23 settembre 2024

Le furie di Venezia – di Fabiano Massimi


Prologo

Sono anni che aspetta questo momento.

Nella penombra dello studio, seduto dietro la grande scrivania piena di carte che solo a lui è concesso leggere, l’uomo fissa il telefono da chissà quanto, incapace di distrarsi, incapace di pensare. La tensione è una camicia troppo stretta che trasforma ogni respiro in sofferenza.
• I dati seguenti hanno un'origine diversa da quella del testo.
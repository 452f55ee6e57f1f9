// SPDX-License-Identifier: Apache-2.0 OR MIT
// Copyright (c) 2025-2026 naskel.com

//! Source value updates and the batches they travel in.
//!
//! A [`SourceUpdate`] is one measurement taken by a DAQ process. It is built
//! once (through the `with_*` methods) and never mutated afterwards; batching
//! and fan-out only ever clone or move it.
//!
//! # Expiry
//!
//! Every update carries a [`TimeToLive`]. An update with a finite TTL is
//! expired once `daq_timestamp + ttl < now`. A TTL of zero or less is
//! expired on arrival. [`TimeToLive::Forever`] never expires.

use chrono::{DateTime, Duration as ChronoDuration, Utc};
use serde::{Deserialize, Serialize};
use std::fmt;
use std::time::Duration;

/// Identifier of a data tag on the server.
pub type TagId = i64;

/// Dynamically typed measurement value.
#[derive(Debug, Clone, PartialEq, Serialize, Deserialize)]
#[serde(tag = "type", content = "value", rename_all = "snake_case")]
pub enum Value {
    Boolean(bool),
    Integer(i64),
    Float(f64),
    Text(String),
}

impl Value {
    /// Declared kind of the value, as shown in logs.
    pub fn type_name(&self) -> &'static str {
        match self {
            Value::Boolean(_) => "Boolean",
            Value::Integer(_) => "Long",
            Value::Float(_) => "Double",
            Value::Text(_) => "String",
        }
    }
}

impl fmt::Display for Value {
    fn fmt(&self, f: &mut fmt::Formatter<'_>) -> fmt::Result {
        match self {
            Value::Boolean(v) => write!(f, "{}", v),
            Value::Integer(v) => write!(f, "{}", v),
            Value::Float(v) => write!(f, "{}", v),
            Value::Text(v) => f.write_str(v),
        }
    }
}

impl From<bool> for Value {
    fn from(v: bool) -> Self {
        Value::Boolean(v)
    }
}

impl From<i64> for Value {
    fn from(v: i64) -> Self {
        Value::Integer(v)
    }
}

impl From<f64> for Value {
    fn from(v: f64) -> Self {
        Value::Float(v)
    }
}

impl From<&str> for Value {
    fn from(v: &str) -> Self {
        Value::Text(v.to_string())
    }
}

impl From<String> for Value {
    fn from(v: String) -> Self {
        Value::Text(v)
    }
}

/// Quality code reported by the acquisition layer.
#[derive(Debug, Clone, Copy, PartialEq, Eq, Hash, Serialize, Deserialize)]
#[serde(rename_all = "SCREAMING_SNAKE_CASE")]
pub enum QualityCode {
    Ok,
    OutOfBounds,
    ValueCorrupted,
    ConversionError,
    DataUnavailable,
    UnsupportedType,
    Unknown,
}

/// Quality descriptor attached to every update.
#[derive(Debug, Clone, PartialEq, Eq, Serialize, Deserialize)]
pub struct Quality {
    pub code: QualityCode,
    #[serde(default, skip_serializing_if = "Option::is_none")]
    pub description: Option<String>,
}

impl Quality {
    /// Valid quality.
    pub fn ok() -> Self {
        Self {
            code: QualityCode::Ok,
            description: None,
        }
    }

    /// Invalid quality with an explanation.
    pub fn invalid(code: QualityCode, description: impl Into<String>) -> Self {
        Self {
            code,
            description: Some(description.into()),
        }
    }

    pub fn is_valid(&self) -> bool {
        self.code == QualityCode::Ok
    }
}

impl Default for Quality {
    fn default() -> Self {
        Self::ok()
    }
}

/// Delivery priority.
///
/// `High` updates bypass buffering and are distributed as soon as they are
/// added.
#[derive(Debug, Clone, Copy, PartialEq, Eq, Hash, Default, Serialize, Deserialize)]
#[serde(rename_all = "snake_case")]
pub enum Priority {
    High,
    #[default]
    Low,
}

/// Maximum age of an update before it must be discarded.
#[derive(Debug, Clone, Copy, PartialEq, Eq, Hash, Default, Serialize, Deserialize)]
#[serde(rename_all = "snake_case")]
pub enum TimeToLive {
    /// Never expires.
    #[default]
    Forever,
    /// Expires this many milliseconds after the DAQ timestamp.
    Millis(i64),
}

impl TimeToLive {
    /// Finite TTL from a duration.
    pub fn from_duration(duration: Duration) -> Self {
        TimeToLive::Millis(i64::try_from(duration.as_millis()).unwrap_or(i64::MAX))
    }

    /// Whether a value stamped at `stamped` is expired at `now`.
    pub fn is_expired(&self, stamped: DateTime<Utc>, now: DateTime<Utc>) -> bool {
        match *self {
            TimeToLive::Forever => false,
            TimeToLive::Millis(ms) if ms <= 0 => true,
            TimeToLive::Millis(ms) => stamped
                .checked_add_signed(ChronoDuration::milliseconds(ms))
                .is_some_and(|deadline| deadline < now),
        }
    }

    /// Finite TTL as a duration, `None` for `Forever` or non-positive values.
    pub fn as_duration(&self) -> Option<Duration> {
        match *self {
            TimeToLive::Millis(ms) if ms > 0 => Some(Duration::from_millis(ms as u64)),
            _ => None,
        }
    }
}

/// One measurement produced by a DAQ process.
#[derive(Debug, Clone, PartialEq, Serialize, Deserialize)]
pub struct SourceUpdate {
    id: TagId,
    name: String,
    #[serde(default)]
    is_control: bool,
    value: Value,
    #[serde(default, skip_serializing_if = "Option::is_none")]
    value_description: Option<String>,
    #[serde(default)]
    quality: Quality,
    timestamp: DateTime<Utc>,
    daq_timestamp: DateTime<Utc>,
    #[serde(default)]
    priority: Priority,
    #[serde(default)]
    guaranteed_delivery: bool,
    #[serde(default)]
    ttl: TimeToLive,
}

impl SourceUpdate {
    /// Create a low-priority, best-effort update stamped now.
    pub fn new(id: TagId, name: impl Into<String>, value: impl Into<Value>) -> Self {
        let now = Utc::now();
        Self {
            id,
            name: name.into(),
            is_control: false,
            value: value.into(),
            value_description: None,
            quality: Quality::ok(),
            timestamp: now,
            daq_timestamp: now,
            priority: Priority::Low,
            guaranteed_delivery: false,
            ttl: TimeToLive::Forever,
        }
    }

    pub fn with_control(mut self, is_control: bool) -> Self {
        self.is_control = is_control;
        self
    }

    pub fn with_quality(mut self, quality: Quality) -> Self {
        self.quality = quality;
        self
    }

    pub fn with_description(mut self, description: impl Into<String>) -> Self {
        self.value_description = Some(description.into());
        self
    }

    /// Override the source timestamp. The DAQ timestamp is unchanged.
    pub fn with_timestamp(mut self, timestamp: DateTime<Utc>) -> Self {
        self.timestamp = timestamp;
        self
    }

    /// Override the DAQ timestamp used for TTL expiry.
    pub fn with_daq_timestamp(mut self, daq_timestamp: DateTime<Utc>) -> Self {
        self.daq_timestamp = daq_timestamp;
        self
    }

    pub fn with_priority(mut self, priority: Priority) -> Self {
        self.priority = priority;
        self
    }

    pub fn with_guaranteed_delivery(mut self, guaranteed: bool) -> Self {
        self.guaranteed_delivery = guaranteed;
        self
    }

    pub fn with_ttl(mut self, ttl: TimeToLive) -> Self {
        self.ttl = ttl;
        self
    }

    pub fn id(&self) -> TagId {
        self.id
    }

    pub fn name(&self) -> &str {
        &self.name
    }

    pub fn is_control(&self) -> bool {
        self.is_control
    }

    pub fn value(&self) -> &Value {
        &self.value
    }

    pub fn value_description(&self) -> Option<&str> {
        self.value_description.as_deref()
    }

    pub fn quality(&self) -> &Quality {
        &self.quality
    }

    pub fn timestamp(&self) -> DateTime<Utc> {
        self.timestamp
    }

    pub fn daq_timestamp(&self) -> DateTime<Utc> {
        self.daq_timestamp
    }

    pub fn priority(&self) -> Priority {
        self.priority
    }

    pub fn is_guaranteed_delivery(&self) -> bool {
        self.guaranteed_delivery
    }

    pub fn ttl(&self) -> TimeToLive {
        self.ttl
    }

    /// Check expiry against `now`.
    pub fn is_expired(&self, now: DateTime<Utc>) -> bool {
        self.ttl.is_expired(self.daq_timestamp, now)
    }
}

impl fmt::Display for SourceUpdate {
    fn fmt(&self, f: &mut fmt::Formatter<'_>) -> fmt::Result {
        write!(
            f,
            "{}\t{}\t{}\t{}\t{:?}\t{:?}",
            self.id,
            self.name,
            self.value.type_name(),
            self.value,
            self.quality.code,
            self.priority
        )
    }
}

/// A chunk of updates emitted together, tagged with the sending process.
#[derive(Debug, Clone, PartialEq, Serialize, Deserialize)]
pub struct UpdateBatch {
    pub process_id: Option<i64>,
    pub identification_token: Option<i64>,
    pub values: Vec<SourceUpdate>,
}

impl UpdateBatch {
    pub fn new(process_id: Option<i64>, identification_token: Option<i64>) -> Self {
        Self {
            process_id,
            identification_token,
            values: Vec::new(),
        }
    }

    pub fn push(&mut self, update: SourceUpdate) {
        self.values.push(update);
    }

    pub fn len(&self) -> usize {
        self.values.len()
    }

    pub fn is_empty(&self) -> bool {
        self.values.is_empty()
    }

    /// Guaranteed delivery if any member asked for it.
    pub fn requires_guaranteed_delivery(&self) -> bool {
        self.values.iter().any(SourceUpdate::is_guaranteed_delivery)
    }

    /// Smallest finite TTL among the members, if every member has one.
    pub fn shortest_ttl(&self) -> Option<Duration> {
        let mut shortest: Option<Duration> = None;
        for update in &self.values {
            let ttl = update.ttl().as_duration()?;
            shortest = Some(shortest.map_or(ttl, |s| s.min(ttl)));
        }
        shortest
    }
}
Il tempo è lento e torbido come l’acqua di un rigagnolo.

Quando arriva il primo squillo, l’uomo resta immobile.

Un secondo squillo.

Un terzo.

Un quarto, e lui ancora non reagisce, come fosse paralizzato – perché sono anni che aspetta, ma si può mai essere pronti per un momento come questo?
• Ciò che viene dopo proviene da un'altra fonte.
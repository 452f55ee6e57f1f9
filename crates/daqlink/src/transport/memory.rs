// SPDX-License-Identifier: Apache-2.0 OR MIT
// Copyright (c) 2025-2026 naskel.com

//! In-process broker.
//!
//! Named destinations are created on first use and hold a FIFO of payloads.
//! Messages sent with a TTL are dropped by [`Transport::receive`] once their
//! window has passed. Reply destinations are exclusive: after
//! [`Transport::close`], sends to them fail, so a late reply never reaches
//! anyone.

use super::{Destination, Transport, TransportError};
use parking_lot::{Condvar, Mutex};
use std::collections::{HashMap, HashSet, VecDeque};
use std::sync::atomic::{AtomicBool, AtomicU64, Ordering};
use std::time::{Duration, Instant};

const REPLY_PREFIX: &str = "temp-reply-";

struct Envelope {
    payload: Vec<u8>,
    expires_at: Option<Instant>,
}

#[derive(Default)]
struct BrokerState {
    queues: HashMap<Destination, VecDeque<Envelope>>,
    /// Reply destinations currently open. An issued id missing from this
    /// set has been closed.
    replies: HashSet<Destination>,
}

/// In-memory [`Transport`] shared by every client in the process.
pub struct MemoryBroker {
    connected: AtomicBool,
    state: Mutex<BrokerState>,
    arrived: Condvar,
    next_reply: AtomicU64,
    expired: AtomicU64,
}

impl MemoryBroker {
    pub fn new() -> Self {
        Self {
            connected: AtomicBool::new(false),
            state: Mutex::new(BrokerState::default()),
            arrived: Condvar::new(),
            next_reply: AtomicU64::new(1),
            expired: AtomicU64::new(0),
        }
    }

    /// Drop the connection. Blocked receivers wake up with `NotConnected`.
    pub fn disconnect(&self) {
        self.connected.store(false, Ordering::Release);
        let _guard = self.state.lock();
        self.arrived.notify_all();
    }

    pub fn is_connected(&self) -> bool {
        self.connected.load(Ordering::Acquire)
    }

    /// Number of reply destinations created and not yet closed.
    pub fn open_reply_destinations(&self) -> usize {
        self.state.lock().replies.len()
    }

    /// Messages waiting on `destination`, expired ones included.
    pub fn pending(&self, destination: &Destination) -> usize {
        self.state
            .lock()
            .queues
            .get(destination)
            .map_or(0, VecDeque::len)
    }

    /// Messages discarded because their TTL elapsed before delivery.
    pub fn expired_count(&self) -> u64 {
        self.expired.load(Ordering::Relaxed)
    }

    fn ensure_connected(&self) -> Result<(), TransportError> {
        if self.is_connected() {
            Ok(())
        } else {
            Err(TransportError::NotConnected)
        }
    }

    fn check_reply_destination(
        &self,
        state: &BrokerState,
        destination: &Destination,
    ) -> Result<(), TransportError> {
        let Some(suffix) = destination.as_str().strip_prefix(REPLY_PREFIX) else {
            return Ok(());
        };
        if state.replies.contains(destination) {
            return Ok(());
        }
        match suffix.parse::<u64>() {
            Ok(id) if id < self.next_reply.load(Ordering::Relaxed) => {
                Err(TransportError::DestinationClosed(destination.to_string()))
            }
            _ => Err(TransportError::UnknownDestination(destination.to_string())),
        }
    }
}

impl Default for MemoryBroker {
    fn default() -> Self {
        Self::new()
    }
}

impl Transport for MemoryBroker {
    fn connect(&self) -> Result<(), TransportError> {
        if !self.connected.swap(true, Ordering::AcqRel) {
            tracing::debug!("memory broker connected");
        }
        Ok(())
    }

    fn send(
        &self,
        destination: &Destination,
        payload: &[u8],
        ttl: Option<Duration>,
    ) -> Result<(), TransportError> {
        self.ensure_connected()?;
        let mut state = self.state.lock();
        self.check_reply_destination(&state, destination)?;

        state
            .queues
            .entry(destination.clone())
            .or_default()
            .push_back(Envelope {
                payload: payload.to_vec(),
                expires_at: ttl.map(|ttl| Instant::now() + ttl),
            });
        self.arrived.notify_all();
        Ok(())
    }

    fn create_reply_destination(&self) -> Result<Destination, TransportError> {
        self.ensure_connected()?;
        let id = self.next_reply.fetch_add(1, Ordering::Relaxed);
        let destination = Destination::new(format!("{}{}", REPLY_PREFIX, id));

        let mut state = self.state.lock();
        state.replies.insert(destination.clone());
        state.queues.insert(destination.clone(), VecDeque::new());
        Ok(destination)
    }

    fn receive(
        &self,
        destination: &Destination,
        timeout: Duration,
    ) -> Result<Option<Vec<u8>>, TransportError> {
        let deadline = Instant::now() + timeout;
        let mut state = self.state.lock();

        loop {
            self.ensure_connected()?;
            self.check_reply_destination(&state, destination)?;

            let now = Instant::now();
            if let Some(queue) = state.queues.get_mut(destination) {
                while let Some(envelope) = queue.pop_front() {
                    if envelope.expires_at.is_some_and(|at| at < now) {
                        self.expired.fetch_add(1, Ordering::Relaxed);
                        tracing::trace!("discarding expired message on {}", destination);
                        continue;
                    }
                    return Ok(Some(envelope.payload));
                }
            }

            if now >= deadline {
                return Ok(None);
            }
            self.arrived.wait_until(&mut state, deadline);
        }
    }

    fn close(&self, destination: &Destination) -> Result<(), TransportError> {
        let mut state = self.state.lock();
        state.queues.remove(destination);
        state.replies.remove(destination);
        self.arrived.notify_all();
        Ok(())
    }
}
Alla fine l’uomo si riscuote, afferra la cornetta.

«Quindi?» dice soltanto, la sua voce stentorea ridotta a un sussurro.

«È morto.»

«Sicuri?»

«Sicuri.»

Questo romanzo racconta, usando il meccanismo del giallo, la storia di Ida Dalser, la vittima dimenticata del fascismo, la donna la cui vita doveva essere cancellata per non macchiare l’immagine immacolata del duce del fascismo, Benito Mussolini.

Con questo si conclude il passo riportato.